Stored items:
········
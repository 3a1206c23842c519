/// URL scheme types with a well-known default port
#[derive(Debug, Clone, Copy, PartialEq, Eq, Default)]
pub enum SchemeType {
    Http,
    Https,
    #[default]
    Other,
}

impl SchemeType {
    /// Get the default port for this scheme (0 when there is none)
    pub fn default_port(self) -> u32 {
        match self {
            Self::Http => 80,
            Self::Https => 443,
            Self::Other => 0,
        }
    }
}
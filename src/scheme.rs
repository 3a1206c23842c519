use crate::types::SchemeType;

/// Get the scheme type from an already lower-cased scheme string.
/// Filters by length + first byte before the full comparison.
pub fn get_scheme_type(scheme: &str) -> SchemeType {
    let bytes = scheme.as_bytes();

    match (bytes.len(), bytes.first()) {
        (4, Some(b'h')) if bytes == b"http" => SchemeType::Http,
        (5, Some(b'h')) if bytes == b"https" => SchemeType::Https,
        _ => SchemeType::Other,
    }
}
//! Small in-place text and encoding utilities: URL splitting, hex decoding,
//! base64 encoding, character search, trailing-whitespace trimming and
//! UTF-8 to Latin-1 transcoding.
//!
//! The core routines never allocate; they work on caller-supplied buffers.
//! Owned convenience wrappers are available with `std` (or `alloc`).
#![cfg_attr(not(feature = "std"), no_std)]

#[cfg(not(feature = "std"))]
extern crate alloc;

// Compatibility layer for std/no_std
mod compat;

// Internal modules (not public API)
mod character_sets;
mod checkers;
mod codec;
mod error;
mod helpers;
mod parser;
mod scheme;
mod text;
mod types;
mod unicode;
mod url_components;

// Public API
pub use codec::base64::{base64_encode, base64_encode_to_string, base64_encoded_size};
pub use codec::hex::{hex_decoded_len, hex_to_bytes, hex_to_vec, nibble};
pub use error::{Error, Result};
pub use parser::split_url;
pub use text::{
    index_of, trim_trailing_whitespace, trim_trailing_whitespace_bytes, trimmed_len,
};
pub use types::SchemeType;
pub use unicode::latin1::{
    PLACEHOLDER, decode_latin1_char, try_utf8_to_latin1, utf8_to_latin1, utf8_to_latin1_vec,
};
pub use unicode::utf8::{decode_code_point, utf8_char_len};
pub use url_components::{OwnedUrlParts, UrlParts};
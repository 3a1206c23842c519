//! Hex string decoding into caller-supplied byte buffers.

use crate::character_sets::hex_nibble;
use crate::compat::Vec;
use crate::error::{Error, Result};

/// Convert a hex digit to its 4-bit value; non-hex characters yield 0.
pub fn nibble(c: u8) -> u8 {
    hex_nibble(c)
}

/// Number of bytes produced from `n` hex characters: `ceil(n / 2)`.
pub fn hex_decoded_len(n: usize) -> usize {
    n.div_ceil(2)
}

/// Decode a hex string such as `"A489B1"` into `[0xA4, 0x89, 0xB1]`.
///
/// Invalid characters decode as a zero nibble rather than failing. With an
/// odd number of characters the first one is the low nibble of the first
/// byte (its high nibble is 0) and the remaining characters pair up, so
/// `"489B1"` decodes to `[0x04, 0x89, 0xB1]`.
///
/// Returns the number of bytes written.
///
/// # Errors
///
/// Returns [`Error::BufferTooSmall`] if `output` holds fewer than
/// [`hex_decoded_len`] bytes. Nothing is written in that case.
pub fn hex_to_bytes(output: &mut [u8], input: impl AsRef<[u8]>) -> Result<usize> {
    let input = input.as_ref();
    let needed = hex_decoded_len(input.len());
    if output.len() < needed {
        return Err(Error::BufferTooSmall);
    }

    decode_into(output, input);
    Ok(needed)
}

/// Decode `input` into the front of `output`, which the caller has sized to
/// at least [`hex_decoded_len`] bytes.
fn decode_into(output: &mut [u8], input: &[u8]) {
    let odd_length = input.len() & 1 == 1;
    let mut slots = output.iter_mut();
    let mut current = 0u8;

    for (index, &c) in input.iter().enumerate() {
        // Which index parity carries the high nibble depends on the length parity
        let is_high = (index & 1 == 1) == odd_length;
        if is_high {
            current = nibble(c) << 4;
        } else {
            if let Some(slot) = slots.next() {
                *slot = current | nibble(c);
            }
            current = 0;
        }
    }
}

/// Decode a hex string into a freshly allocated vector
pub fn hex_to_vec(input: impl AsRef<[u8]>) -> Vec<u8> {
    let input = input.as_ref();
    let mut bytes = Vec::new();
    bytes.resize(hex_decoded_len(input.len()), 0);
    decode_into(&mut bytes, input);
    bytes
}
········
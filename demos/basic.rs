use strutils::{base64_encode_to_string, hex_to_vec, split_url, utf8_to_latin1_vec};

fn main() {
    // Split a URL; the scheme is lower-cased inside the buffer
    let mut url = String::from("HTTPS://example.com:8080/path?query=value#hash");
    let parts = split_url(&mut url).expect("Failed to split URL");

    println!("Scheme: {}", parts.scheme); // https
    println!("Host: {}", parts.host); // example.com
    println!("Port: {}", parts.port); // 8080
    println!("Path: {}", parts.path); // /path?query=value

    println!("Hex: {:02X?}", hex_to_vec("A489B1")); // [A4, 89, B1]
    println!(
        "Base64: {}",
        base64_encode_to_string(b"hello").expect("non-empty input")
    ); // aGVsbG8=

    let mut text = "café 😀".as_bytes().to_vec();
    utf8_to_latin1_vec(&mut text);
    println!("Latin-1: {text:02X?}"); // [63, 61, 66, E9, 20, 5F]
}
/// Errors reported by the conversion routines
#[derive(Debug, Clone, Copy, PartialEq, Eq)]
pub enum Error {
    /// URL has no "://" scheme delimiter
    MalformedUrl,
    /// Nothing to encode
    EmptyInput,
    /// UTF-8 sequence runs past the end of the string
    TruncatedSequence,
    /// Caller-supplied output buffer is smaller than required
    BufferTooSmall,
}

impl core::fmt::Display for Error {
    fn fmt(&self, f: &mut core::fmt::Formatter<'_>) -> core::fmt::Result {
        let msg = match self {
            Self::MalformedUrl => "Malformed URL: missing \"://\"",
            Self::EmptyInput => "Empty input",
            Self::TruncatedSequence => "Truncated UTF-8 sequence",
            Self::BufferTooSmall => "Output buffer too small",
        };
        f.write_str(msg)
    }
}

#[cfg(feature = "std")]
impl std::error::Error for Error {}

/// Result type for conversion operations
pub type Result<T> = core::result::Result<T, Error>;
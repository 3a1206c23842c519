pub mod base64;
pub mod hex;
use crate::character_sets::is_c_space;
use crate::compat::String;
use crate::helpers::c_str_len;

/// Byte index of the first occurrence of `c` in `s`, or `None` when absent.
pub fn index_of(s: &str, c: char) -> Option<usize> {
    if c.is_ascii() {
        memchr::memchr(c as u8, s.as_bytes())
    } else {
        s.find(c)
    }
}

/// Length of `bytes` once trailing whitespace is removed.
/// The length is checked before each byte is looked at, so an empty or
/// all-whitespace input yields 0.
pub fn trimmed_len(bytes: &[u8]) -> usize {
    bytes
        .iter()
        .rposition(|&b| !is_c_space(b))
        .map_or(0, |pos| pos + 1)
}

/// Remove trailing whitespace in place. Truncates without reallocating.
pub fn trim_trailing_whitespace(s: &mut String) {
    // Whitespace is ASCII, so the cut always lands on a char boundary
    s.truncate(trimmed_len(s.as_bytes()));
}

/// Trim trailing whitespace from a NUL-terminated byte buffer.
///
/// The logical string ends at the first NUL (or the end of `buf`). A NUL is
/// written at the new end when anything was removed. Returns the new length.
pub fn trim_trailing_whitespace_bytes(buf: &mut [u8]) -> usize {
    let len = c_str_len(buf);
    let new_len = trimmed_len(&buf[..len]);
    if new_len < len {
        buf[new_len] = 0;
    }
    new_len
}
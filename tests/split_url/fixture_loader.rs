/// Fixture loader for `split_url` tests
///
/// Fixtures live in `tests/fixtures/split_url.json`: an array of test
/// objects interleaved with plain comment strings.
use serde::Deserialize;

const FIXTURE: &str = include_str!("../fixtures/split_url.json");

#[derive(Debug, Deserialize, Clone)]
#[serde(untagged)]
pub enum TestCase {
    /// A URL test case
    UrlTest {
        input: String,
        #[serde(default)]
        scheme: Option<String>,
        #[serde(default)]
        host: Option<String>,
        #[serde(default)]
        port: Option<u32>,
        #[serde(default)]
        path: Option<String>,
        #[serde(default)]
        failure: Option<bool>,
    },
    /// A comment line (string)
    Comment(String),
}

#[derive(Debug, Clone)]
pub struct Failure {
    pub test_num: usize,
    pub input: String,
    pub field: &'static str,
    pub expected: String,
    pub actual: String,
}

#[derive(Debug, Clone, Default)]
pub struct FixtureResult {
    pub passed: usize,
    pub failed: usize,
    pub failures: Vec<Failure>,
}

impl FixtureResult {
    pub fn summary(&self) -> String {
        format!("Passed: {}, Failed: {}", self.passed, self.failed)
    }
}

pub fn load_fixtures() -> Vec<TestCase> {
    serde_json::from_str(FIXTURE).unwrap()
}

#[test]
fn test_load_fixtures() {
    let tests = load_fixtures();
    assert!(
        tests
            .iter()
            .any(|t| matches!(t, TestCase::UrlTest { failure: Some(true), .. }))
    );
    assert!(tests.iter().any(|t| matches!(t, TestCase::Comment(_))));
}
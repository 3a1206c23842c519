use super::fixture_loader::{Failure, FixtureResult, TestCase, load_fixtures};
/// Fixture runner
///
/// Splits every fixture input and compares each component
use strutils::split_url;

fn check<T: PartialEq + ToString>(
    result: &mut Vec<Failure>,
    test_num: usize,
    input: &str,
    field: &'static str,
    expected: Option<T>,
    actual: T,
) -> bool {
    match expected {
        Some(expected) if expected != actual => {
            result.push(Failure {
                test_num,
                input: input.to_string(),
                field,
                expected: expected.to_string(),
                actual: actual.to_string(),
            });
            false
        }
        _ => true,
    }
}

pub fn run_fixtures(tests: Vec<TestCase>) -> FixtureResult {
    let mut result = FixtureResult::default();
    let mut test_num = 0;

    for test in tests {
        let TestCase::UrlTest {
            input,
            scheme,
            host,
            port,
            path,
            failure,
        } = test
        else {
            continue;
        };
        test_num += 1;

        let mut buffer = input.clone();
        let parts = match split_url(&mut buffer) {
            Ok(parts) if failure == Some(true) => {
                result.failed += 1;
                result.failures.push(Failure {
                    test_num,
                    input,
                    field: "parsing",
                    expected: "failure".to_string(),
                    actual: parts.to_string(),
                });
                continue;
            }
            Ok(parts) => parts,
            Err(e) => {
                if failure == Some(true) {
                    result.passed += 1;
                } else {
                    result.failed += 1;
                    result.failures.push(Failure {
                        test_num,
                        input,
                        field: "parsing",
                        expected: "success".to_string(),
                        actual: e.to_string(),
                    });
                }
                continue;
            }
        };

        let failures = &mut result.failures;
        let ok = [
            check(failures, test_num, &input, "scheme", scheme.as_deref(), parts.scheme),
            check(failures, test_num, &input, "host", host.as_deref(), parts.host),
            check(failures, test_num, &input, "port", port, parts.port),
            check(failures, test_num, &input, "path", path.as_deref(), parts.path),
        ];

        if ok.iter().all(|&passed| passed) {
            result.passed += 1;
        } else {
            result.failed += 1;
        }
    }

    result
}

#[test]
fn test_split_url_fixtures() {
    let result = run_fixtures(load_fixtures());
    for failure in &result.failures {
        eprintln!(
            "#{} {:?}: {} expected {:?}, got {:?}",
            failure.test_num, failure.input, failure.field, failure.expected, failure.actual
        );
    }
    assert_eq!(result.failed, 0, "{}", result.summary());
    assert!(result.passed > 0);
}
········
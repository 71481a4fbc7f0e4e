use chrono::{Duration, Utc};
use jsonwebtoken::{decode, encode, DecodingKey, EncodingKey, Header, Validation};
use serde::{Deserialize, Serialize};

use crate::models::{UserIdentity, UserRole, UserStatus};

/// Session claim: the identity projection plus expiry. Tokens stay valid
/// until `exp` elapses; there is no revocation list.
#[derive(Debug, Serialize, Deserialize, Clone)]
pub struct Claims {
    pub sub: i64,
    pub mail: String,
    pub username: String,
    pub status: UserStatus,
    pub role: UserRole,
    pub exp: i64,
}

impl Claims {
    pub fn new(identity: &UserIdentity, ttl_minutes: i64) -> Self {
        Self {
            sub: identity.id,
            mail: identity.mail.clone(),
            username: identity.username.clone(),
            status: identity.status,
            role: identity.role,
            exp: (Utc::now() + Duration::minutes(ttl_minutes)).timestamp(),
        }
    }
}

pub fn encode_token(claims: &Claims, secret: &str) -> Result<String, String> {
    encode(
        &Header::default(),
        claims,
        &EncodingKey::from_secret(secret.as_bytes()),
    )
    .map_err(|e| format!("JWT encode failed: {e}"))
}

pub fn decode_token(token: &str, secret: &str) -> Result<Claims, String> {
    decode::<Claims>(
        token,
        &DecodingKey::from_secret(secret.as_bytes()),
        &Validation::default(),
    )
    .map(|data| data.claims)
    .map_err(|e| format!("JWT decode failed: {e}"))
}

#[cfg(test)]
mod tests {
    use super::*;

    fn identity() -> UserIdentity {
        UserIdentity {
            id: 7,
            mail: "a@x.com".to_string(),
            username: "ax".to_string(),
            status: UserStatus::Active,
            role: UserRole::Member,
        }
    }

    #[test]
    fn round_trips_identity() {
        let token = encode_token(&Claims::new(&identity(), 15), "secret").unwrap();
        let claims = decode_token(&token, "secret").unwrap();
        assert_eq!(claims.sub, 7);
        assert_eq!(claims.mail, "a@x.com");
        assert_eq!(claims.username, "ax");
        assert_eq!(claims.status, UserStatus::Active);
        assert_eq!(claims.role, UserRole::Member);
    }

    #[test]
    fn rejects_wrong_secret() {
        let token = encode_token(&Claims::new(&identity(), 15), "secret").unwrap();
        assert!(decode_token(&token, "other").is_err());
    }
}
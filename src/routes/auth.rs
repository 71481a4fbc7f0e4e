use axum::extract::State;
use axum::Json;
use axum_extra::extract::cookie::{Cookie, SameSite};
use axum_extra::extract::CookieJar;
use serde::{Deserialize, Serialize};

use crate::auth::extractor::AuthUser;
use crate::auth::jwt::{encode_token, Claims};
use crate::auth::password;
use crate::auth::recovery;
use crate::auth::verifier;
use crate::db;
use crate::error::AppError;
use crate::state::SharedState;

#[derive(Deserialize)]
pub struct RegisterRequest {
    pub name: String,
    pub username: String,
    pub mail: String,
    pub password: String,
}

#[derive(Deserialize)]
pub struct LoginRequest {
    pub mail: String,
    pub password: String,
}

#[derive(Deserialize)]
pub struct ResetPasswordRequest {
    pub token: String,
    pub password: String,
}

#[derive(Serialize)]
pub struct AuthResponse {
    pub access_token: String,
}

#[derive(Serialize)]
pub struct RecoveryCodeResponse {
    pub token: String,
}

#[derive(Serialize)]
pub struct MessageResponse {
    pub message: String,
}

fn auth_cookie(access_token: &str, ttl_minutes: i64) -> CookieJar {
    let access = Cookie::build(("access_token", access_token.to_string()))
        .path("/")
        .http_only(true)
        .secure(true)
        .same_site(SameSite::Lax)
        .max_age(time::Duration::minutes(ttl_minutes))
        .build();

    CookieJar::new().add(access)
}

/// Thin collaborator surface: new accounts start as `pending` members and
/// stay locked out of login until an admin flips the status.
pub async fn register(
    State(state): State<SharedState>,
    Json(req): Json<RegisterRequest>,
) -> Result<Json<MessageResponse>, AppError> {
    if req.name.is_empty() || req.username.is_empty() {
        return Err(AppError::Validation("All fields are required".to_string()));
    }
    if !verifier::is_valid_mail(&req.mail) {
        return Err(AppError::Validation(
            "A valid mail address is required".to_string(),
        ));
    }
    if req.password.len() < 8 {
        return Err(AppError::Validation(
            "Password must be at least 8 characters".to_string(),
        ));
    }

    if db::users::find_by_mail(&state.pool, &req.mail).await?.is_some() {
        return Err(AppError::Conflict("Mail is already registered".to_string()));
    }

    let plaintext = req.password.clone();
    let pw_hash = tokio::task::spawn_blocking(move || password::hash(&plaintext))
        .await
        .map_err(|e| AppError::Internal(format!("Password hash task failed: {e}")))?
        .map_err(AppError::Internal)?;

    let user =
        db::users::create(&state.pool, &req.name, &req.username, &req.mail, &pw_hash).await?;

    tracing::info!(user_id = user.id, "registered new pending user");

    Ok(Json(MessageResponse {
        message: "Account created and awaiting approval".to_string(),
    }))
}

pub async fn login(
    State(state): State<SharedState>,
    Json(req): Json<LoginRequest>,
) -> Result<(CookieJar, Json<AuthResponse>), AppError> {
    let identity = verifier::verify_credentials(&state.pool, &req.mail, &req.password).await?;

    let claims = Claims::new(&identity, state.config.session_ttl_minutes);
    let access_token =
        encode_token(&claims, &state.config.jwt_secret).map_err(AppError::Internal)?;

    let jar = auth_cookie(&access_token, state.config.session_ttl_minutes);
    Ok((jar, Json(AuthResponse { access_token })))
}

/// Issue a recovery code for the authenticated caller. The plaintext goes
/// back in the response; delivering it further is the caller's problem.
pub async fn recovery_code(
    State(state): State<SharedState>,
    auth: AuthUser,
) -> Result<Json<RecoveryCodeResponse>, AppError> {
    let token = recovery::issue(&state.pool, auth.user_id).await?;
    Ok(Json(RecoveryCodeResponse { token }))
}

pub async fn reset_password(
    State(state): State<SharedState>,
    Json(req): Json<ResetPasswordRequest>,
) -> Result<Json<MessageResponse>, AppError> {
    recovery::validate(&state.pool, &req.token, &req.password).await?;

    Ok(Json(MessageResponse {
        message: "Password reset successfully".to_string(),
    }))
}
········
Using the data above, transcribe the lines that run from the line with "The logical string" to the line with "let new_len = trimmed_len(&buf[..len]);", both ends kept, and output nothing else.

/// The logical string ends at the first NUL (or the end of `buf`). A NUL is
/// written at the new end when anything was removed. Returns the new length.
pub fn trim_trailing_whitespace_bytes(buf: &mut [u8]) -> usize {
    let len = c_str_len(buf);
    let new_len = trimmed_len(&buf[..len]);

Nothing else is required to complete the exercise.